--- TASK ---
Give the number of lines in the records below that include the word "HoldingFilter", and add nothing to it.

=-=-=

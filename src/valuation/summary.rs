use rust_decimal::Decimal;

use super::models::{add_to_total, percent_of};
use super::{AssetClassSummary, EnrichedHolding, HoldingFilter};
use crate::models::AssetClass;

fn class_rank(class: &AssetClass) -> u8 {
    match class {
        AssetClass::Stocks => 0,
        AssetClass::Crypto => 1,
        AssetClass::MutualFunds => 2,
        AssetClass::Manual(_) => 3,
    }
}

/// Per-class totals. Classes without holdings are omitted.
///
/// Order: Stocks, Crypto, Mutual Funds, then manual asset types in the order
/// they first appear.
pub fn asset_class_summaries(holdings: &[EnrichedHolding]) -> Vec<AssetClassSummary> {
    let mut summaries: Vec<AssetClassSummary> = Vec::new();

    for row in holdings {
        let class = row.holding.asset_class();
        let summary = match summaries.iter().position(|s| s.asset_class == class) {
            Some(idx) => &mut summaries[idx],
            None => {
                summaries.push(AssetClassSummary {
                    asset_class: class,
                    total_value: Decimal::ZERO,
                    total_invested: Decimal::ZERO,
                    gain_loss: Decimal::ZERO,
                    gain_loss_percent: Decimal::ZERO,
                    count: 0,
                });
                let last = summaries.len() - 1;
                &mut summaries[last]
            }
        };
        summary.total_value = add_to_total(summary.total_value, row.current_value, "class_value");
        summary.total_invested =
            add_to_total(summary.total_invested, row.invested_value, "class_invested");
        summary.count += 1;
    }

    for summary in &mut summaries {
        summary.gain_loss = summary.total_value.saturating_sub(summary.total_invested);
        summary.gain_loss_percent = percent_of(summary.gain_loss, summary.total_invested);
    }

    // Stable sort keeps first-seen order among manual types.
    summaries.sort_by_key(|s| class_rank(&s.asset_class));
    summaries
}

/// Select rows for the gainers/losers views.
pub fn filter_holdings(holdings: &[EnrichedHolding], filter: HoldingFilter) -> Vec<&EnrichedHolding> {
    holdings
        .iter()
        .filter(|row| match filter {
            HoldingFilter::All => true,
            HoldingFilter::Gainers => row.gain_loss_percent > Decimal::ZERO,
            HoldingFilter::Losers => row.gain_loss_percent < Decimal::ZERO,
        })
        .collect()
}

#[cfg(test)]
mod tests {
    use super::*;
    use crate::models::{Holding, PriceQuote};
    use crate::valuation::enrich;
    use chrono::Utc;
    use rust_decimal_macros::dec;

    fn priced(holding: Holding, price: Decimal) -> EnrichedHolding {
        let (kind, key) = holding.price_key().unwrap();
        let quote = PriceQuote::new(kind, key, price, Utc::now());
        enrich(holding, Some(Ok(quote)))
    }

    fn sample() -> Vec<EnrichedHolding> {
        vec![
            enrich(Holding::manual(10, "Coins", "Gold", dec!(1000), dec!(1100)), None),
            priced(Holding::mutual_fund(2, "119551", dec!(10), dec!(50)), dec!(45)),
            priced(Holding::stock(1, "AAPL", dec!(10), dec!(150)), dec!(165)),
            enrich(Holding::manual(11, "Flat", "Real Estate", dec!(5000), dec!(5000)), None),
            priced(Holding::stock(3, "TSLA", dec!(2), dec!(200)), dec!(180)),
            enrich(Holding::manual(12, "Bar", "Gold", dec!(500), dec!(600)), None),
        ]
    }

    #[test]
    fn groups_and_orders_classes() {
        let summaries = asset_class_summaries(&sample());
        let names: Vec<String> = summaries.iter().map(|s| s.asset_class.to_string()).collect();
        assert_eq!(names, vec!["Stocks", "Mutual Funds", "Gold", "Real Estate"]);

        let stocks = &summaries[0];
        assert_eq!(stocks.count, 2);
        assert_eq!(stocks.total_value, dec!(2010));
        assert_eq!(stocks.total_invested, dec!(1900));
        assert_eq!(stocks.gain_loss, dec!(110));

        let gold = &summaries[2];
        assert_eq!(gold.count, 2);
        assert_eq!(gold.total_value, dec!(1700));
        assert_eq!(gold.gain_loss_percent.round_dp(2), dec!(13.33));
    }

    #[test]
    fn zero_invested_class_has_zero_percent() {
        let rows = vec![enrich(Holding::manual(1, "Gift", "Gold", dec!(0), dec!(300)), None)];
        let summaries = asset_class_summaries(&rows);
        assert_eq!(summaries[0].gain_loss, dec!(300));
        assert_eq!(summaries[0].gain_loss_percent, dec!(0));
    }

    #[test]
    fn filters_gainers_and_losers() {
        let rows = sample();
        let gainers: Vec<&str> = filter_holdings(&rows, HoldingFilter::Gainers)
            .into_iter()
            .map(|r| r.key.as_str())
            .collect();
        assert_eq!(gainers, vec!["manual-10", "stock-1", "manual-12"]);

        let losers: Vec<&str> = filter_holdings(&rows, HoldingFilter::Losers)
            .into_iter()
            .map(|r| r.key.as_str())
            .collect();
        assert_eq!(losers, vec!["mf-2", "stock-3"]);

        assert_eq!(filter_holdings(&rows, HoldingFilter::All).len(), rows.len());
    }

    #[test]
    fn classes_without_holdings_are_omitted() {
        let summaries = asset_class_summaries(&sample());
        assert!(summaries
            .iter()
            .all(|s| s.asset_class != AssetClass::Crypto));
    }
}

=-=-=

--- WRITTEN RESPONSE ---
8